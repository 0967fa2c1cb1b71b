use crate::{
    envelope::{NegotiationEnvelope, UpgradeDescriptor},
    SecureChannel,
};
use indexmap::IndexMap;
use std::{fmt, str::FromStr, sync::Arc};

/// the closed set of upgrades this implementation knows about
#[derive(Debug, Clone, Copy, PartialEq, Eq, PartialOrd, Ord, Hash)]
pub enum UpgradeKind {
    SecureChannel,
}

/// an upgrade instance that can be layered on top of a raw stream
#[derive(Debug, Clone)]
pub enum Upgrade {
    SecureChannel(Arc<SecureChannel>),
}

/// the ordered set of upgrades of a transport
///
/// there is at most one upgrade per [`UpgradeKind`]; the order is the
/// order of the first registration of each kind and is the order the
/// upgrades are offered in during the negotiation.
#[derive(Debug, Clone, Default)]
pub struct Upgrades(IndexMap<UpgradeKind, Upgrade>);

impl UpgradeKind {
    pub const fn tag(self) -> &'static str {
        match self {
            Self::SecureChannel => "SECURE_CHANNEL",
        }
    }

    /// returns `None` for tags unknown to this implementation
    pub fn from_tag(tag: &str) -> Option<Self> {
        match tag {
            "SECURE_CHANNEL" => Some(Self::SecureChannel),
            _ => None,
        }
    }
}

impl Upgrade {
    pub fn kind(&self) -> UpgradeKind {
        match self {
            Self::SecureChannel(_) => UpgradeKind::SecureChannel,
        }
    }
}

impl Upgrades {
    pub fn new() -> Self {
        Self::default()
    }

    /// add the upgrade, replacing any previous upgrade of the same kind
    pub fn insert(&mut self, upgrade: Upgrade) -> Option<Upgrade> {
        self.0.insert(upgrade.kind(), upgrade)
    }

    pub fn get(&self, kind: UpgradeKind) -> Option<&Upgrade> {
        self.0.get(&kind)
    }

    pub fn kinds(&self) -> impl Iterator<Item = UpgradeKind> + '_ {
        self.0.keys().copied()
    }

    pub fn is_empty(&self) -> bool {
        self.0.is_empty()
    }

    pub fn len(&self) -> usize {
        self.0.len()
    }

    pub fn secure_channel(&self) -> Option<&Arc<SecureChannel>> {
        match self.get(UpgradeKind::SecureChannel)? {
            Upgrade::SecureChannel(channel) => Some(channel),
        }
    }

    /// the envelope offering these upgrades to the remote peer
    pub(crate) fn envelope(&self) -> NegotiationEnvelope {
        NegotiationEnvelope {
            offered_upgrades: self.kinds().map(UpgradeDescriptor::from).collect(),
            channel_material: self.secure_channel().map(|channel| channel.material()),
        }
    }

    /// the upgrades offered by the remote peer that we support too
    ///
    /// keeps the local order. Tags unknown to this implementation are
    /// ignored.
    pub(crate) fn intersect(&self, offered: &[UpgradeDescriptor]) -> Vec<UpgradeKind> {
        self.kinds()
            .filter(|kind| offered.iter().any(|offer| offer.kind() == Some(*kind)))
            .collect()
    }
}

impl fmt::Display for UpgradeKind {
    fn fmt(&self, f: &mut fmt::Formatter<'_>) -> fmt::Result {
        f.write_str(self.tag())
    }
}

impl FromStr for UpgradeKind {
    type Err = String;
    fn from_str(s: &str) -> Result<Self, Self::Err> {
        Self::from_tag(s).ok_or_else(|| format!("Unknown upgrade {:?}", s))
    }
}

impl From<Upgrade> for Upgrades {
    fn from(upgrade: Upgrade) -> Self {
        let mut upgrades = Self::new();
        upgrades.insert(upgrade);
        upgrades
    }
}

#[cfg(test)]
mod tests {
    use super::*;
    use crate::secure::tests::secret;

    fn secure(seed: u64) -> Upgrade {
        Upgrade::SecureChannel(Arc::new(SecureChannel::new(secret(seed))))
    }

    fn offer(tags: &[&str]) -> Vec<UpgradeDescriptor> {
        tags.iter().map(|tag| UpgradeDescriptor::new(*tag)).collect()
    }

    #[test]
    fn replacing_an_upgrade_keeps_one_per_kind() {
        let mut upgrades = Upgrades::new();
        assert!(upgrades.insert(secure(1)).is_none());
        assert!(upgrades.insert(secure(2)).is_some());

        assert_eq!(upgrades.len(), 1);
        assert_eq!(
            upgrades.secure_channel().unwrap().public_identity(),
            &secret(2).public_key()
        );
    }

    #[test]
    fn intersection() {
        let upgrades = Upgrades::from(secure(1));

        assert_eq!(
            upgrades.intersect(&offer(&["SECURE_CHANNEL"])),
            vec![UpgradeKind::SecureChannel]
        );
        assert!(upgrades.intersect(&offer(&[])).is_empty());
        assert!(Upgrades::new()
            .intersect(&offer(&["SECURE_CHANNEL"]))
            .is_empty());
    }

    #[test]
    fn unknown_tags_are_ignored() {
        let upgrades = Upgrades::from(secure(1));

        assert_eq!(
            upgrades.intersect(&offer(&["COMPRESSION", "SECURE_CHANNEL", "MPLEX"])),
            vec![UpgradeKind::SecureChannel]
        );
        assert!(upgrades.intersect(&offer(&["secure_channel"])).is_empty());
    }

    #[test]
    fn envelope_carries_material_when_secure() {
        let envelope = Upgrades::from(secure(1)).envelope();
        assert_eq!(envelope.offered_upgrades, offer(&["SECURE_CHANNEL"]));
        assert_eq!(
            envelope.channel_material.unwrap().public_key().unwrap(),
            secret(1).public_key()
        );

        let envelope = Upgrades::new().envelope();
        assert!(envelope.offered_upgrades.is_empty());
        assert!(envelope.channel_material.is_none());
    }
}
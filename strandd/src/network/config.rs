use serde::{Deserialize, Serialize};
use std::{net::SocketAddr, time::Duration};
use strand_lib::PeerAddress;
use structopt::StructOpt;

/// network configuration of the node
///
/// set the different values that controls the nodes behavior
#[derive(StructOpt, Debug, Clone, PartialEq, Eq, Hash, Serialize, Deserialize)]
#[serde(deny_unknown_fields)]
pub struct Config {
    /// this is the address the network will listen for incoming
    /// connections
    ///
    /// the public key segment, if any, is ignored: the node always
    /// advertises its own identity.
    #[structopt(long = "listen-address", default_value = "/ip4/127.0.0.1/tcp/9876")]
    #[serde(default = "default_listen_address")]
    pub listen_address: PeerAddress,

    /// maximum time to open a stream to a peer (in seconds)
    #[structopt(long = "dial-timeout", default_value = "10", parse(try_from_str = crate::config::duration))]
    #[serde(default = "default_timeout", with = "crate::config::seconds")]
    pub dial_timeout: Duration,

    /// maximum time to negotiate the upgrades with a peer and to
    /// establish the secure channel (in seconds)
    #[structopt(long = "negotiation-timeout", default_value = "10", parse(try_from_str = crate::config::duration))]
    #[serde(default = "default_timeout", with = "crate::config::seconds")]
    pub negotiation_timeout: Duration,

    /// offer the secure channel to the peers
    ///
    /// without the secure channel the connections are bare: unencrypted
    /// and unauthenticated.
    #[structopt(skip = true)]
    #[serde(default = "default_secure_channel")]
    pub secure_channel: bool,
}

fn default_listen_address() -> PeerAddress {
    PeerAddress::tcp(SocketAddr::from(([127, 0, 0, 1], 9876)))
}

fn default_timeout() -> Duration {
    Duration::from_secs(10)
}

fn default_secure_channel() -> bool {
    true
}

impl Config {
    pub fn transport(&self) -> strand_network::Config {
        strand_network::Config {
            dial_timeout: self.dial_timeout,
            negotiation_timeout: self.negotiation_timeout,
        }
    }
}

impl Default for Config {
    fn default() -> Self {
        Self {
            listen_address: default_listen_address(),
            dial_timeout: default_timeout(),
            negotiation_timeout: default_timeout(),
            secure_channel: default_secure_channel(),
        }
    }
}
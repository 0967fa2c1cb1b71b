/*!
# Strand network stack

peers open [`Connection`]s to each other through a [`Transport`]. Before
any application data, both ends of a stream negotiate the [`Upgrades`]
they have in common:

1. the dialer sends its [`NegotiationEnvelope`] (see [`negotiate`]);
2. the listener replies with its own envelope;
3. both sides keep the upgrades they have in common. If the
   [`SecureChannel`] is one of them the peers exchange their public
   identities and run a [Noise Protocol IK] handshake authenticated with
   these identities. Every frame is then encrypted and authenticated.

Without any upgrade in common the connection is _bare_: the stream is
used as is.

```no_run
# use std::sync::Arc;
# use strand_network::{SecureChannel, TcpTransport, Transport as _, Upgrade};
# async fn example(secret: keynesis::key::ed25519::SecretKey) -> Result<(), Box<dyn std::error::Error>> {
let secure = Arc::new(SecureChannel::new(secret));
let transport = TcpTransport::new().with_upgrade(Upgrade::SecureChannel(secure));

let address = "/ip4/127.0.0.1/tcp/9001".parse()?;
let mut connection = transport.dial(&address).await?;
connection.write_object(&"hello").await?;
connection.close().await?;
# Ok(())
# }
```

[Noise Protocol IK]: https://noiseexplorer.com/patterns/IK/
*/

mod connection;
mod envelope;
mod error;
pub mod negotiate;
mod secure;
mod transport;
mod upgrade;
mod wire;

pub use self::{
    connection::Connection,
    envelope::{ChannelMaterial, NegotiationEnvelope, UpgradeDescriptor},
    error::{ConnectionError, NegotiationError, RegistryError, SealingError, TransportError},
    negotiate::Resolution,
    secure::{codec::MAX_SEALED_PAYLOAD, ChannelDirection, ChannelKey, SecureChannel},
    transport::{Config, Listening, TcpTransport, Transport},
    upgrade::{Upgrade, UpgradeKind, Upgrades},
    wire::AsyncStream,
};
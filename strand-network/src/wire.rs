use bytes::{Buf as _, BytesMut};
use std::io;
use tokio::io::{AsyncRead, AsyncReadExt as _, AsyncWrite, AsyncWriteExt as _};
use tokio_util::codec::{Decoder, Encoder};

const READ_CHUNK: usize = 8 * 1024;

/// any bidirectional byte stream a [`Connection`] can be built on
///
/// [`Connection`]: crate::Connection
pub trait AsyncStream: AsyncRead + AsyncWrite + Unpin + Send {}

impl<T> AsyncStream for T where T: AsyncRead + AsyncWrite + Unpin + Send {}

/// a raw stream with its read and write buffers
///
/// the negotiation, the handshake and the connection all read and write
/// through the same buffers so no byte read ahead by one layer is lost
/// for the next one.
pub(crate) struct Wire {
    stream: Box<dyn AsyncStream>,
    read_buffer: BytesMut,
    write_buffer: BytesMut,
}

impl Wire {
    pub(crate) fn new<S>(stream: S) -> Self
    where
        S: AsyncStream + 'static,
    {
        Self {
            stream: Box::new(stream),
            read_buffer: BytesMut::with_capacity(READ_CHUNK),
            write_buffer: BytesMut::new(),
        }
    }

    /// read more bytes from the stream into the read buffer
    ///
    /// returns `0` at the end of the stream
    async fn fill(&mut self) -> io::Result<usize> {
        self.read_buffer.reserve(READ_CHUNK);
        self.stream.read_buf(&mut self.read_buffer).await
    }

    /// read the next frame
    ///
    /// returns `None` if the stream ended cleanly between 2 frames
    pub(crate) async fn read_frame<D>(&mut self, decoder: &mut D) -> Result<Option<D::Item>, D::Error>
    where
        D: Decoder,
    {
        loop {
            if let Some(frame) = decoder.decode(&mut self.read_buffer)? {
                return Ok(Some(frame));
            }

            if self.fill().await? == 0 {
                if self.read_buffer.is_empty() {
                    // the decoder may be holding the head of a frame
                    return decoder.decode_eof(&mut self.read_buffer);
                }
                return Err(io::Error::new(
                    io::ErrorKind::UnexpectedEof,
                    "stream closed in the middle of a frame",
                )
                .into());
            }
        }
    }

    /// put a frame back in front of the read buffer
    pub(crate) fn unread_frame<E, I>(&mut self, encoder: &mut E, frame: I) -> Result<(), E::Error>
    where
        E: Encoder<I>,
    {
        let mut buffer = BytesMut::with_capacity(self.read_buffer.len() + READ_CHUNK);
        encoder.encode(frame, &mut buffer)?;
        buffer.extend_from_slice(&self.read_buffer);
        self.read_buffer = buffer;
        Ok(())
    }

    pub(crate) fn write_frame<E, I>(&mut self, encoder: &mut E, frame: I) -> Result<(), E::Error>
    where
        E: Encoder<I>,
    {
        encoder.encode(frame, &mut self.write_buffer)
    }

    pub(crate) fn write_raw(&mut self, bytes: &[u8]) {
        self.write_buffer.extend_from_slice(bytes);
    }

    /// read exactly `buf.len()` bytes, buffered bytes first
    pub(crate) async fn read_exact(&mut self, buf: &mut [u8]) -> io::Result<()> {
        let buffered = self.read_buffer.len().min(buf.len());
        buf[..buffered].copy_from_slice(&self.read_buffer[..buffered]);
        self.read_buffer.advance(buffered);

        if buffered < buf.len() {
            self.stream.read_exact(&mut buf[buffered..]).await?;
        }
        Ok(())
    }

    /// read at most `buf.len()` bytes, buffered bytes first
    ///
    /// returns `0` at the end of the stream
    pub(crate) async fn read_some(&mut self, buf: &mut [u8]) -> io::Result<usize> {
        if self.read_buffer.is_empty() {
            return self.stream.read(buf).await;
        }

        let n = self.read_buffer.len().min(buf.len());
        buf[..n].copy_from_slice(&self.read_buffer[..n]);
        self.read_buffer.advance(n);
        Ok(n)
    }

    /// write the pending bytes to the stream and flush it
    pub(crate) async fn flush(&mut self) -> io::Result<()> {
        if !self.write_buffer.is_empty() {
            self.stream.write_all(&self.write_buffer).await?;
            self.write_buffer.clear();
        }
        self.stream.flush().await
    }

    pub(crate) async fn shutdown(&mut self) -> io::Result<()> {
        self.stream.shutdown().await
    }
}

#[cfg(test)]
mod tests {
    use super::*;
    use tokio_util::codec::LengthDelimitedCodec;

    #[tokio::test]
    async fn frames_and_raw_bytes_share_the_buffer() {
        let (a, b) = tokio::io::duplex(64);
        let mut a = Wire::new(a);
        let mut b = Wire::new(b);
        let mut codec = LengthDelimitedCodec::new();

        a.write_frame(&mut codec, bytes::Bytes::from_static(b"frame"))
            .unwrap();
        a.write_raw(b"raw");
        a.flush().await.unwrap();

        let frame = b.read_frame(&mut codec).await.unwrap().unwrap();
        assert_eq!(&frame[..], b"frame");

        let mut raw = [0; 3];
        b.read_exact(&mut raw).await.unwrap();
        assert_eq!(&raw, b"raw");
    }

    #[tokio::test]
    async fn unread_frame_is_read_first() {
        let (a, b) = tokio::io::duplex(64);
        let mut a = Wire::new(a);
        let mut b = Wire::new(b);
        let mut codec = LengthDelimitedCodec::new();

        a.write_frame(&mut codec, bytes::Bytes::from_static(b"first"))
            .unwrap();
        a.write_frame(&mut codec, bytes::Bytes::from_static(b"second"))
            .unwrap();
        a.flush().await.unwrap();

        let first = b.read_frame(&mut codec).await.unwrap().unwrap();
        b.unread_frame(&mut codec, first.freeze()).unwrap();

        let again = b.read_frame(&mut codec).await.unwrap().unwrap();
        assert_eq!(&again[..], b"first");
        let second = b.read_frame(&mut codec).await.unwrap().unwrap();
        assert_eq!(&second[..], b"second");
    }

    #[tokio::test]
    async fn end_of_stream() {
        let (a, b) = tokio::io::duplex(64);
        let mut b = Wire::new(b);
        let mut codec = LengthDelimitedCodec::new();

        drop(a);

        assert!(b.read_frame(&mut codec).await.unwrap().is_none());
    }
}
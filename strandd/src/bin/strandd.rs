use anyhow::Context as _;
use std::path::PathBuf;
use strandd::{network::Network, secret::Secret, Config};
use structopt::StructOpt;
use tracing::Level;
use tracing_subscriber::FmtSubscriber;

#[derive(StructOpt, Debug)]
struct Args {
    /// set log levels
    ///
    /// useful for trying to debug some operations happening
    /// while executing some of the commands
    #[structopt(long = "log-level", default_value = "info", global = true)]
    log_level: Level,

    /// path of the configuration file of the node
    #[structopt(long = "config")]
    config: PathBuf,

    /// set the password instead of having the problem prompted for it
    #[structopt(long = "password", env = "STRANDD_PASSWORD", hide_env_values = true)]
    password: Option<String>,
}

#[tokio::main]
async fn main() {
    if let Err(error) = main_run().await {
        eprintln!("{:?}", error);
        std::process::exit(1);
    }
}

async fn main_run() -> anyhow::Result<()> {
    let args = Args::from_args();

    let subscriber = FmtSubscriber::builder()
        .with_max_level(args.log_level)
        .finish();

    tracing::subscriber::set_global_default(subscriber)
        .context("setting default subscriber failed")?;

    let mut config = Config::from_file(args.config).context("cannot load initial settings")?;
    config.secret.password = args.password;

    let secret = Secret::new(config.secret).context("Cannot load the node's secret")?;
    let network = Network::new(secret, config.network)
        .await
        .context("Cannot start the network")?;

    println!("peer address: {}", network.public_address());

    network.bootstrap(&config.peers).await;

    println!("ctrl-c to stop the node...");

    tokio::signal::ctrl_c()
        .await
        .context("Cannot listen to the CTRL-C signal")?;
    tracing::info!("shuting down via CTRL-C instruction");

    network.shutdown().await;

    Ok(())
}
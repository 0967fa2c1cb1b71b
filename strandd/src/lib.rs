mod config;
pub mod network;
pub mod peers;
pub mod secret;

pub use self::config::Config;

--------------------

### The problem
Go through the listing above and return every line where the word "signal" occurs.

### Result of the exercise
    tokio::signal::ctrl_c()
        .context("Cannot listen to the CTRL-C signal")?;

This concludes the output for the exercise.